──────── RECORDS FOR THE EXERCISE ────────
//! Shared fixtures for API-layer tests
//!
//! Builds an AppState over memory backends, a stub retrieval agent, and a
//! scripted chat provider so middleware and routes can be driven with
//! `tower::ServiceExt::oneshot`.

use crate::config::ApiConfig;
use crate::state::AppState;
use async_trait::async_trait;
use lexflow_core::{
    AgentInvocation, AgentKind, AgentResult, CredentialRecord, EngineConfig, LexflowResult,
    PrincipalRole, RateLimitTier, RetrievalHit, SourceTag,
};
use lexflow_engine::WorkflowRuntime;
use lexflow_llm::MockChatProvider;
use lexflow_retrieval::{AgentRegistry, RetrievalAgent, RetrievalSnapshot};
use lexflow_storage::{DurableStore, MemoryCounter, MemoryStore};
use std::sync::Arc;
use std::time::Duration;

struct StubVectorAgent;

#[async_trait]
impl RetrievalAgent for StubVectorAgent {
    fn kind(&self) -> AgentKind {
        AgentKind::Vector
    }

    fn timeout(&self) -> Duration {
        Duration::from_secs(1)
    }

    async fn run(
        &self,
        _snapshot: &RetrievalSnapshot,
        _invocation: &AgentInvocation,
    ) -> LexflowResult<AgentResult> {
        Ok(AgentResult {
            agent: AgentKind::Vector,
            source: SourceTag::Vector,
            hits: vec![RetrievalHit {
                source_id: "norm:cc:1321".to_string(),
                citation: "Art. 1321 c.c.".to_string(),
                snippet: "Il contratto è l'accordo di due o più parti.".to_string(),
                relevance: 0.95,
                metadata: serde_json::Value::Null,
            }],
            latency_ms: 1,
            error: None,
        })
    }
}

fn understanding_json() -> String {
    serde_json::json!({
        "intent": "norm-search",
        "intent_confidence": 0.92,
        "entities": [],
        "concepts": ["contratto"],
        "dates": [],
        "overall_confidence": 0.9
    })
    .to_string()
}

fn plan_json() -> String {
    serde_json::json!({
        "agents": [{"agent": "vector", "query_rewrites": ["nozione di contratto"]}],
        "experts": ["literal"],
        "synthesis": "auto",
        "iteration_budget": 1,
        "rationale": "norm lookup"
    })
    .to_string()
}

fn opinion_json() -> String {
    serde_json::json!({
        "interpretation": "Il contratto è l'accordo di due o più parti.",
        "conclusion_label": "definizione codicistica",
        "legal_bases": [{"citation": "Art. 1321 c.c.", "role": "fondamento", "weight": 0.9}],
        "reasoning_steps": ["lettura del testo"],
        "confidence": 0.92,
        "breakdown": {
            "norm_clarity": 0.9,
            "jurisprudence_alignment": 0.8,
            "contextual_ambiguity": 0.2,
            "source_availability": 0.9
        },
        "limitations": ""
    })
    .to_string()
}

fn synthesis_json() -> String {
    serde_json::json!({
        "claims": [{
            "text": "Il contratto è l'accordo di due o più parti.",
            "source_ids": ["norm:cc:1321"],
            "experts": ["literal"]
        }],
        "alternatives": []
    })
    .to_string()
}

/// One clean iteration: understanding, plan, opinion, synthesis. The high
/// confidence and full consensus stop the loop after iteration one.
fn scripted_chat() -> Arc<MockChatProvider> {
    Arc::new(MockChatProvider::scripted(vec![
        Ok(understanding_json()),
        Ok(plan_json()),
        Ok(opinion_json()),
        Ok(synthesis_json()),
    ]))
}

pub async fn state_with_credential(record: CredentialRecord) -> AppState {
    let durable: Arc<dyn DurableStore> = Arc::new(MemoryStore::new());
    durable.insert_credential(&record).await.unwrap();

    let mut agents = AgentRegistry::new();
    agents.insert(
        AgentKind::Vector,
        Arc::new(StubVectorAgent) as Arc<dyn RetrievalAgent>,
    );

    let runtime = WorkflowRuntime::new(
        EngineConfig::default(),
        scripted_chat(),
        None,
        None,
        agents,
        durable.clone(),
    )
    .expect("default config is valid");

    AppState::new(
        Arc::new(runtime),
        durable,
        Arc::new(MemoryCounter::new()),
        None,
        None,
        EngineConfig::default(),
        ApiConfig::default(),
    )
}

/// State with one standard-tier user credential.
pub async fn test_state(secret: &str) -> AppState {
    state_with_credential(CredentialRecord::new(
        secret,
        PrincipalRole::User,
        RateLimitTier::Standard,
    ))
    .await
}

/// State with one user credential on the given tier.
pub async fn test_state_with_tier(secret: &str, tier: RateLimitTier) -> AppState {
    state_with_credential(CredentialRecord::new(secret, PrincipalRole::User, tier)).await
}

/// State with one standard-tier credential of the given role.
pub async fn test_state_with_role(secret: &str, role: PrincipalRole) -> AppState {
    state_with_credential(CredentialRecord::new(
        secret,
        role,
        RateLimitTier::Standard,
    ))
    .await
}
────────
──────── RECORDS FOR THE EXERCISE ────────
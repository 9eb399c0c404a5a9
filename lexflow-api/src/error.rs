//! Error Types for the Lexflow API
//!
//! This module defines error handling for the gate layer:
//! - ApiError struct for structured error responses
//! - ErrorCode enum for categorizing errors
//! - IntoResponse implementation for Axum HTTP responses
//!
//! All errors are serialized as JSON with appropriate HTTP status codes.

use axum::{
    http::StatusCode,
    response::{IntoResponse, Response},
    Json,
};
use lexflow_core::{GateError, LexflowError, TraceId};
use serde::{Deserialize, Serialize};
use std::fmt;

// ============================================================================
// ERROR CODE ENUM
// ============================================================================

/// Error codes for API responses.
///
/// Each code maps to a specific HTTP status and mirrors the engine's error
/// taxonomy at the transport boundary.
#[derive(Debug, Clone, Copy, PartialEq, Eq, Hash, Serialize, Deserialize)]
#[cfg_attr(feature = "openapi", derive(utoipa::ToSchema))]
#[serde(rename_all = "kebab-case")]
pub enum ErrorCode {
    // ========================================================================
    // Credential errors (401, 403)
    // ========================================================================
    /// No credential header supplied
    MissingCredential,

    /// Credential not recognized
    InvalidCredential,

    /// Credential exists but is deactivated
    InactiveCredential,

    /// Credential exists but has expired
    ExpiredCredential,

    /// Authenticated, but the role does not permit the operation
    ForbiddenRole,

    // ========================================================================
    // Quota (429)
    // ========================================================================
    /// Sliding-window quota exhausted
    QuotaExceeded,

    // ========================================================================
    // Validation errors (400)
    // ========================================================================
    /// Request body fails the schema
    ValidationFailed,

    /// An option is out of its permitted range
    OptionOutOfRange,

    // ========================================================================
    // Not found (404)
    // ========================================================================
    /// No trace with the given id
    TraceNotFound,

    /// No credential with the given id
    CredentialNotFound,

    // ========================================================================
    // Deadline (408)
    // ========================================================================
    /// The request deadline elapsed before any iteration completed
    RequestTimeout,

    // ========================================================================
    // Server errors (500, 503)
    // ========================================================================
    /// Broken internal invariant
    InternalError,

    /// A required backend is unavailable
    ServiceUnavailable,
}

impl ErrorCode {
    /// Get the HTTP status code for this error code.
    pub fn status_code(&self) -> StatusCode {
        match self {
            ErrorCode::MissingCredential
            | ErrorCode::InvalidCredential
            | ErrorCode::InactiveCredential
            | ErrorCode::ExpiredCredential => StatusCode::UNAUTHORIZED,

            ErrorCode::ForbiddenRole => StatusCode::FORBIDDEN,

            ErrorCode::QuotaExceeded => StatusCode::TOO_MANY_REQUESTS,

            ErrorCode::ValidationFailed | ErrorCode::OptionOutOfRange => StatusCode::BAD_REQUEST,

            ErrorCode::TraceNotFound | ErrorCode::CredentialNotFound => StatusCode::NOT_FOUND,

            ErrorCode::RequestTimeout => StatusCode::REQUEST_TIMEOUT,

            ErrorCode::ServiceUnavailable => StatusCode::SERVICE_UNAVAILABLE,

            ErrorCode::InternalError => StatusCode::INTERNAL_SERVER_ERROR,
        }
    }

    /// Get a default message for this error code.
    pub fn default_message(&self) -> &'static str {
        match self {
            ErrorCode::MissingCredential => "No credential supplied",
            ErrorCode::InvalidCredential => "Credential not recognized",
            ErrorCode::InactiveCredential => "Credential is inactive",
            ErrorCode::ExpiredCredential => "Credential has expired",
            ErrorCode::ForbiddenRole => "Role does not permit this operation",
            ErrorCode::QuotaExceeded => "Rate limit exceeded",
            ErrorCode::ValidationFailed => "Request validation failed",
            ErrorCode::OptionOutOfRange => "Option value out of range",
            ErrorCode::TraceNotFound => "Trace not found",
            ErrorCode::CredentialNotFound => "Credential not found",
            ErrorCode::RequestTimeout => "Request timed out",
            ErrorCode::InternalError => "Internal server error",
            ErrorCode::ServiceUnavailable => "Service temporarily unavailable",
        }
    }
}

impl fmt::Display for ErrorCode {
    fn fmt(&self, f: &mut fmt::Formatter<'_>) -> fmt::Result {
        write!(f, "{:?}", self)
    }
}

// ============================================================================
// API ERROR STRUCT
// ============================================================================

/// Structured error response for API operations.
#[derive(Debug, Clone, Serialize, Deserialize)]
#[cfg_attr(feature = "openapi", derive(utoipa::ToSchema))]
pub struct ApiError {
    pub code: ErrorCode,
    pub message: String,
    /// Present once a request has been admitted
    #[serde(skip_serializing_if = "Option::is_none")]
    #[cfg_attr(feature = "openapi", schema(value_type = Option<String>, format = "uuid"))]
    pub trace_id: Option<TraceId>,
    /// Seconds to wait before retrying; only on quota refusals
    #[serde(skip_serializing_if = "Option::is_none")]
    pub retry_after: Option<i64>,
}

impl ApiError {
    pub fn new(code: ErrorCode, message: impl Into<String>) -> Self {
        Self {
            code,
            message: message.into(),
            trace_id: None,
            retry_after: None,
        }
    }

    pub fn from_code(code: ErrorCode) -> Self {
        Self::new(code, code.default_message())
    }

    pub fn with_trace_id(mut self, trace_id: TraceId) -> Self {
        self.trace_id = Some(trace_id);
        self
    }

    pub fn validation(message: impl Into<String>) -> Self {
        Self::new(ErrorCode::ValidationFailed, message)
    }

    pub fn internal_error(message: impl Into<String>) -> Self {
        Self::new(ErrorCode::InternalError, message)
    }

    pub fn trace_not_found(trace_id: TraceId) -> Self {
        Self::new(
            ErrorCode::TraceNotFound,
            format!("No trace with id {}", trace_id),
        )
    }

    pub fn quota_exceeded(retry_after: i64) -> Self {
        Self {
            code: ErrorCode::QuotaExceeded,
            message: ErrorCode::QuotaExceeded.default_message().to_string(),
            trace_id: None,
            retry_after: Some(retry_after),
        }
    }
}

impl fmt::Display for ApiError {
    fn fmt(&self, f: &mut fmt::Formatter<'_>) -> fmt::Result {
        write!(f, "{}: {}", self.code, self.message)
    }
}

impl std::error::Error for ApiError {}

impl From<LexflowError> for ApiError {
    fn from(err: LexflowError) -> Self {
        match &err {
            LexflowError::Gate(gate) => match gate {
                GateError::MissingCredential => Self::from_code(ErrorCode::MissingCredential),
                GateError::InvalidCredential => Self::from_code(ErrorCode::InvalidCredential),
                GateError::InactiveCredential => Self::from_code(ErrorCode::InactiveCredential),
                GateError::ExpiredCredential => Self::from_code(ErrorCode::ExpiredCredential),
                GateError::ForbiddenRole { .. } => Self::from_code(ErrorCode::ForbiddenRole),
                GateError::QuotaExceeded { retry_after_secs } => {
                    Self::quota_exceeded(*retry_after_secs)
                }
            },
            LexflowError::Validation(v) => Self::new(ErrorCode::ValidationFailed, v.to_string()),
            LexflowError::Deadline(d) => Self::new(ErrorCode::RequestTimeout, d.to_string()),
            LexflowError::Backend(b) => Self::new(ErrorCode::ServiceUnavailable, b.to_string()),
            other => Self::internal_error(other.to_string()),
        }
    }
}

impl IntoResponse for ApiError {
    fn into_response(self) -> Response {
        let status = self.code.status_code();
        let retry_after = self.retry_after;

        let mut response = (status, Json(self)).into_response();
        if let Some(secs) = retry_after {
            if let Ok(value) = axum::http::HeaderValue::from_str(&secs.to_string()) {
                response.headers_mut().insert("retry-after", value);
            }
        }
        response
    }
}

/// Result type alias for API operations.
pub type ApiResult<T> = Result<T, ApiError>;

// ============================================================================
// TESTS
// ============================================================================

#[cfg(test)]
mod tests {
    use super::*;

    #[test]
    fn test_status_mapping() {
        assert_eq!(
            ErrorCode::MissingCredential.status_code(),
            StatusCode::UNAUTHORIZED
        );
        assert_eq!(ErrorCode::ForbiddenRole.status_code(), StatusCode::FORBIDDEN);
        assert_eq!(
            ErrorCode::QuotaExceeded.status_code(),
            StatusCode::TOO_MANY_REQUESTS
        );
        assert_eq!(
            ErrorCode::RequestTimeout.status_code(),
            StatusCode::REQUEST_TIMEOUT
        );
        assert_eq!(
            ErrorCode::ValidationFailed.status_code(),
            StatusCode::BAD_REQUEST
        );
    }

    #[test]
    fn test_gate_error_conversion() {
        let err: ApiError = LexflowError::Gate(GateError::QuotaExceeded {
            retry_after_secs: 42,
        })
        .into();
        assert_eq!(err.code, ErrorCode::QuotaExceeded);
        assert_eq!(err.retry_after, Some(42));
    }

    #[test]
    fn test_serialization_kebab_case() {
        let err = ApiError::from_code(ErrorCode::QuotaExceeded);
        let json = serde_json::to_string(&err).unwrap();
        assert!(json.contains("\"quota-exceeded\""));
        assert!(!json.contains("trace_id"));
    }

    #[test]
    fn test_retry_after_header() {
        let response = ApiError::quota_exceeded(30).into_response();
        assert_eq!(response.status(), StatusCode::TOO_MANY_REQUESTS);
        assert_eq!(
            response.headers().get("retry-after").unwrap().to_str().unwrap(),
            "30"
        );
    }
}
────────
──────── RECORDS FOR THE EXERCISE ────────
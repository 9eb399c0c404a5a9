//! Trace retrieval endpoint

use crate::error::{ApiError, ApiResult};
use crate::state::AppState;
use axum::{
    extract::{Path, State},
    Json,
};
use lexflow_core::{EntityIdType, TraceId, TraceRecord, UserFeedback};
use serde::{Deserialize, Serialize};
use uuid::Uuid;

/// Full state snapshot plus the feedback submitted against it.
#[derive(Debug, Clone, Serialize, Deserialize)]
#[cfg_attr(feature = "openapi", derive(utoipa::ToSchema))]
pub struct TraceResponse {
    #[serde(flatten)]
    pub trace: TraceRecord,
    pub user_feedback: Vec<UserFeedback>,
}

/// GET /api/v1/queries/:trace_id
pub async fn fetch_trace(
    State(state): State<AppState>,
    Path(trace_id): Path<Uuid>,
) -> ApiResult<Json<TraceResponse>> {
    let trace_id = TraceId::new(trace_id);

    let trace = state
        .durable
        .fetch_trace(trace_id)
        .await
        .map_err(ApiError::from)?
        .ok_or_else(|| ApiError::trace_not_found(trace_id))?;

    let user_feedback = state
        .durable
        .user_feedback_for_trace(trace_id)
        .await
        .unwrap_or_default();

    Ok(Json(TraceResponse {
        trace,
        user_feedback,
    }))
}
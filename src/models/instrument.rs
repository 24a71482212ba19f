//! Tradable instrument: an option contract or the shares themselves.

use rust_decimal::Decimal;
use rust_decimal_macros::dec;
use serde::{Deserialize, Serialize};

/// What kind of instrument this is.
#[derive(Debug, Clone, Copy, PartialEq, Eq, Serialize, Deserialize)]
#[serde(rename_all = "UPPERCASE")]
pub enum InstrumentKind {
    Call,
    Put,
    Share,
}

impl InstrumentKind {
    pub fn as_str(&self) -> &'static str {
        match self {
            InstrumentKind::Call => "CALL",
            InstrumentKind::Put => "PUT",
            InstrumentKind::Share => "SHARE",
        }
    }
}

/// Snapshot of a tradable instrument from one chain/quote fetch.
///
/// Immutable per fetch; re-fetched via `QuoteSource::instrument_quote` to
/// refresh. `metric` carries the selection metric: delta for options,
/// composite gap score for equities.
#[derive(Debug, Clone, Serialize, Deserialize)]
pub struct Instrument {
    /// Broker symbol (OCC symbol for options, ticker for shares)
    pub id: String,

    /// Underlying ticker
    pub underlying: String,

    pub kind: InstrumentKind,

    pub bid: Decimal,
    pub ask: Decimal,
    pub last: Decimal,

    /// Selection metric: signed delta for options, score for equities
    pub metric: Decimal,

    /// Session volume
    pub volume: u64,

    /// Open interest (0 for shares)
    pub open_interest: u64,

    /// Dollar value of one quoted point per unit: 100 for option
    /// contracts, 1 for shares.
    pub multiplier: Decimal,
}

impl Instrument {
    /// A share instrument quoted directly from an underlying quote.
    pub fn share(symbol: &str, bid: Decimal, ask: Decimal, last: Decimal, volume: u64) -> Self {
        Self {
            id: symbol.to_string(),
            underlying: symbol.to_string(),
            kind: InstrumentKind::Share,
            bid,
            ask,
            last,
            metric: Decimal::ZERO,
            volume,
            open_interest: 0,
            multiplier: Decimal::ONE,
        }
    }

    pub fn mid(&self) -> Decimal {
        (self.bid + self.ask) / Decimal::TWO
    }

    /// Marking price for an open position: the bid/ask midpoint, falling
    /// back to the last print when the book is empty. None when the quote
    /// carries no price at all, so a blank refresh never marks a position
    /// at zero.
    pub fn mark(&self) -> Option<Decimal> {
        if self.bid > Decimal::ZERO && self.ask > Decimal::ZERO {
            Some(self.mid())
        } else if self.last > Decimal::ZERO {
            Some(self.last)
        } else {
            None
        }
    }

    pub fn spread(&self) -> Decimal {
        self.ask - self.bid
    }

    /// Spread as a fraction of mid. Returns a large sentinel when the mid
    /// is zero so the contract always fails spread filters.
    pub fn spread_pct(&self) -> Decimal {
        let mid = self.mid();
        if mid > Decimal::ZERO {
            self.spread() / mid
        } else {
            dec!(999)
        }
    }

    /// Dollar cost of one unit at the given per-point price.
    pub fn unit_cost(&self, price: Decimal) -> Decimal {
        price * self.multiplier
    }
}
────────
WHAT TO DO: List every line above containing the word "contains".

THE COMPLETED TASK:
        assert!(json.contains("\"quota-exceeded\""));
        assert!(!json.contains("trace_id"));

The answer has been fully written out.